(Saved data entries)
=== Begin Enclosure ===
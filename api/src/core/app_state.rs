use std::sync::Arc;

use llm_service::{ChatService, config::default_config::config_chat_from_env};
use rag_orchestrator::{LlmGenerator, OrchestratorConfig, RagPipeline, VectorRetriever};
use tracing::{error, info};
use vector_search::{VectorSearchClient, VectorSearchConfig};

use crate::{
    core::settings::Settings,
    error_handler::{AppError, InitError},
};

/// Shared state for all HTTP handlers.
///
/// Built once at startup. If the clients could not be built, the failure is
/// kept here and every chat request answers 503 instead of retrying setup.
#[derive(Debug)]
pub struct AppContext {
    settings: Settings,
    pipeline: Result<RagPipeline, String>,
}

impl AppContext {
    /// Build the retriever, generator and pipeline from the environment.
    /// Never fails; see [`AppContext::is_ready`].
    pub fn initialize(settings: Settings) -> Self {
        let pipeline = build_pipeline_from_env().map_err(|e| {
            error!(error = %e, "failed to initialize RAG pipeline");
            e.to_string()
        });
        Self { settings, pipeline }
    }

    pub fn with_pipeline(settings: Settings, pipeline: RagPipeline) -> Self {
        Self {
            settings,
            pipeline: Ok(pipeline),
        }
    }

    pub fn unavailable(settings: Settings, reason: impl Into<String>) -> Self {
        Self {
            settings,
            pipeline: Err(reason.into()),
        }
    }

    pub fn settings(&self) -> &Settings {
        &self.settings
    }

    pub fn is_ready(&self) -> bool {
        self.pipeline.is_ok()
    }

    pub fn try_pipeline(&self) -> Option<&RagPipeline> {
        self.pipeline.as_ref().ok()
    }

    /// The pipeline, or [`AppError::ServiceUnavailable`] if setup failed.
    pub fn pipeline(&self) -> Result<&RagPipeline, AppError> {
        self.pipeline.as_ref().map_err(|reason| {
            error!(reason = %reason, "RAG pipeline not initialized");
            AppError::ServiceUnavailable
        })
    }
}

fn build_pipeline_from_env() -> Result<RagPipeline, InitError> {
    let vs_cfg = VectorSearchConfig::from_env()?;
    info!(
        endpoint = %vs_cfg.index.endpoint,
        index = %vs_cfg.index.index,
        top_k = vs_cfg.search.top_k,
        similarity_threshold = vs_cfg.search.similarity_threshold,
        "vector search configured"
    );
    let retriever = VectorRetriever::new(VectorSearchClient::new(vs_cfg)?);

    let chat = ChatService::new(config_chat_from_env()?)?;
    info!(model = %chat.model(), "llm configured");
    let generator = LlmGenerator::new(chat);

    let pipeline = RagPipeline::new(
        Arc::new(retriever),
        Arc::new(generator),
        OrchestratorConfig::from_env()?,
    );
    info!("RAG pipeline initialized successfully");
    Ok(pipeline)
}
=== End Enclosure ===
§ **BRIEF**:
Work through the entries, filtering for the string "ServiceUnavailable", and copy each line that holds it.

§ **ANSWER TO THE EXERCISE**:
    /// The pipeline, or [`AppError::ServiceUnavailable`] if setup failed.
            AppError::ServiceUnavailable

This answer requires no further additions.